Menurut Senny, regulasi-regulasi tiap cabang olahraga di Asian Para Games 2018 sudah diterima pelatih sejak jauh hari. Khusus judo, Senny mengatakan bahwa aturan itu telah diterima pelatih sebelum tim bertolak dari Solo ke Jakarta. Seharusnya saat itu aturan itu juga sudah disampaikan ke atlet.
Direktur Divisi Sport Inapgoc Fanny Irawan mengatakan, aturan soal penutup kepala itu tercantum di Artikel 4 Poin 4 dari Federasi Judo Internasional. Di artikel itu tertulis, ”The head may not be covered except for bandaging of medical nature, which must adhere to this one. ”Jadi memang tidak boleh memakai penutup kepala apa pun, bukan hanya jilbab. Aturan itu sudah dibicarakan saat technical meeting. Ketika semua sepakat, brarti aturan itu diterapkan saat pertandingan. Ini aturan internasional,” kata Fanny.
Sang atlet, Miftahul Jannah, mengaku sempat menangis tapi lega setelah memutuskan tetap tak mau melepas jilbabnya. Menurutnya, itu adalah keputusan terbaik. ”Lebih banyak lega. Saya juga bangga karena sudah bisa melawan diri sendiri, melawan ego sendiri. Saya punya prinsip tak mau dipandang terbaik di mata dunia, tapi di mata Allah,” kata Miftahul Jannah kepada wartawan setelah gagal bertanding.
Ia sudah berlatih selama sepuluh bulan untuk bertanding di Asian Para Games. Namun, harapannya untuk mendulang medali di Asian Para Games 2018 akhirnya harus dikubur dalam-dalam. Keputusan Miftahul Jannah dipuji Wakil Bupati Aceh Barat Daya Muslizar. Menurutnya, sikap perempuan tunanetra kelahiran 21 tahun lalu sudah sangat tepat. “Sikapnya membuat kami bangga. Ini melebihi ratusan, bahkan ribuan, medali emas yang hendak dia persembahkan buat daerah, bahkan negara Indonesia,” jelas Muslizar.

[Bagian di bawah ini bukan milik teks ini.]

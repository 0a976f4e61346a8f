//! Command-line flags. Every flag is optional and, when given, wins over
//! the settings file and the environment.

use std::path::PathBuf;
use std::time::Duration;

use clap::Parser;
use courier_settings::{
    DeliveryMode, GateMode, RelaySettings, TransportSettings, parse_duration,
};

/// Courier real-time message relay.
#[derive(Parser, Debug)]
#[command(name = "courier", about = "Courier real-time message relay", version)]
pub struct Cli {
    /// Address to listen on (`host:port`).
    #[arg(short, long)]
    pub listen: Option<String>,

    /// WebSocket read buffer size in bytes.
    #[arg(short, long)]
    pub read_buffer: Option<usize>,

    /// WebSocket write buffer size in bytes.
    #[arg(short, long)]
    pub write_buffer: Option<usize>,

    /// Read/write deadline and keepalive threshold, in seconds.
    #[arg(
        short,
        long,
        value_parser = clap::value_parser!(u64).range(1..=TransportSettings::MAX_TIMEOUT_SECS)
    )]
    pub timeout: Option<u64>,

    /// Offline cache TTL (`500ms`, `5s`, `2m`, `1h`).
    #[arg(short, long, value_parser = parse_duration)]
    pub cache: Option<Duration>,

    /// Log level (`ERROR`, `INFO`, `DEBUG`).
    #[arg(short, long)]
    pub verbose: Option<String>,

    /// Path to a JSON settings file.
    #[arg(long)]
    pub config: Option<PathBuf>,

    /// Delivery mode when a session falls behind: `blocking` or `drop`.
    #[arg(long)]
    pub delivery: Option<DeliveryMode>,

    /// Serialization gate scope: `global` or `scoped`.
    #[arg(long)]
    pub gate: Option<GateMode>,
}

impl Cli {
    /// Overlay the flags that were given onto `settings`.
    pub fn apply(&self, settings: &mut RelaySettings) {
        if let Some(listen) = &self.listen {
            settings.server.listen.clone_from(listen);
        }
        if let Some(size) = self.read_buffer {
            settings.transport.read_buffer_size = size;
        }
        if let Some(size) = self.write_buffer {
            settings.transport.write_buffer_size = size;
        }
        if let Some(secs) = self.timeout {
            settings.transport.timeout_secs = secs;
        }
        if let Some(ttl) = self.cache {
            settings.cache.ttl_ms = u64::try_from(ttl.as_millis()).unwrap_or(u64::MAX).max(1);
        }
        if let Some(level) = &self.verbose {
            settings.logging.level.clone_from(level);
        }
        if let Some(mode) = self.delivery {
            settings.delivery.mode = mode;
        }
        if let Some(mode) = self.gate {
            settings.gate.mode = mode;
        }
    }
}

#[cfg(test)]
mod tests {
    use super::*;

    fn parse(args: &[&str]) -> Cli {
        Cli::try_parse_from(std::iter::once("courier").chain(args.iter().copied())).unwrap()
    }

    #[test]
    fn no_flags_leaves_settings_alone() {
        let mut settings = RelaySettings::default();
        parse(&[]).apply(&mut settings);
        assert_eq!(settings.server.listen, "0.0.0.0:3498");
        assert_eq!(settings.cache.ttl_ms, 5_000);
        assert_eq!(settings.logging.level, "ERROR");
    }

    #[test]
    fn flags_override_settings() {
        let mut settings = RelaySettings::default();
        parse(&[
            "--listen",
            "127.0.0.1:8080",
            "--read-buffer",
            "1024",
            "--write-buffer",
            "2048",
            "--timeout",
            "10",
            "--cache",
            "2m",
            "--verbose",
            "DEBUG",
            "--delivery",
            "drop",
            "--gate",
            "global",
        ])
        .apply(&mut settings);

        assert_eq!(settings.server.listen, "127.0.0.1:8080");
        assert_eq!(settings.transport.read_buffer_size, 1024);
        assert_eq!(settings.transport.write_buffer_size, 2048);
        assert_eq!(settings.transport.timeout_secs, 10);
        assert_eq!(settings.cache.ttl_ms, 120_000);
        assert_eq!(settings.logging.level, "DEBUG");
        assert_eq!(settings.delivery.mode, DeliveryMode::Drop);
        assert_eq!(settings.gate.mode, GateMode::Global);
    }

    #[test]
    fn cache_accepts_milliseconds() {
        let mut settings = RelaySettings::default();
        parse(&["--cache", "500ms"]).apply(&mut settings);
        assert_eq!(settings.cache.ttl_ms, 500);
    }

    #[test]
    fn invalid_values_are_rejected() {
        let bad = [
            vec!["--timeout", "0"],
            vec!["--timeout", "86401"],
            vec!["--timeout", "18446744073709551615"],
            vec!["--cache", "99999999999999999999h"],
            vec!["--cache", "soon"],
            vec!["--delivery", "maybe"],
            vec!["--gate", "local"],
            vec!["--read-buffer", "-1"],
        ];
        for args in bad {
            let argv = std::iter::once("courier").chain(args.iter().copied());
            assert!(Cli::try_parse_from(argv).is_err(), "{args:?} should fail");
        }
    }

    #[test]
    fn short_flags_match_long_ones() {
        let mut settings = RelaySettings::default();
        parse(&[
            "-l", "127.0.0.1:7000", "-r", "100", "-w", "200", "-t", "5", "-c", "10s", "-v",
            "INFO",
        ])
        .apply(&mut settings);

        assert_eq!(settings.server.listen, "127.0.0.1:7000");
        assert_eq!(settings.transport.read_buffer_size, 100);
        assert_eq!(settings.transport.write_buffer_size, 200);
        assert_eq!(settings.transport.timeout_secs, 5);
        assert_eq!(settings.cache.ttl_ms, 10_000);
        assert_eq!(settings.logging.level, "INFO");
    }

    #[test]
    fn timeout_upper_bound_is_accepted() {
        let mut settings = RelaySettings::default();
        parse(&["--timeout", "86400"]).apply(&mut settings);
        assert_eq!(settings.transport.timeout_secs, 86_400);
        assert!(settings.validate().is_ok());
    }

    #[test]
    fn config_path_is_captured() {
        let cli = parse(&["--config", "/etc/courier.json"]);
        assert_eq!(cli.config, Some(PathBuf::from("/etc/courier.json")));
    }
}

Sementara itu, Wakil Ketua KONI Aceh Barat Daya (Abdya) Alamsyah mengaku kecewa terhadap tim ofisial Indonesia karena telat memberi tahu soal hasil meeting yang diikuti. Soalnya dalam pertandingan, atlet perempuan dilarang mengenakan hijab. ”Miftah bilang dia sudah berjanji kepada Allah untuk tidak membuka hijabnya. Dia lebih baik mengundurkan diri daripada harus buka hijab,” kata Alamsyah. “Hasil technical meeting yang diikuti tim ofisial Indonesia baru diberi tahu pada sore kemarin. Namun yang disesali kenapa seorang pelatih dan ofisial tidak memberitahukan lebih awal,” jelasnya.
Menurut Alamsyah, Miftah merasa sedih atas putusan tersebut. Kekecewaannya membuat Miftah mengaku ini terakhir kalinya ia mengikuti cabang judo. ”Dia (Miftah) menyampaikan, ini merupakan yang terakhir untuk ikut cabang judo karena ini mengorbankan hak privasi seseorang,” ungkap Alamsyah.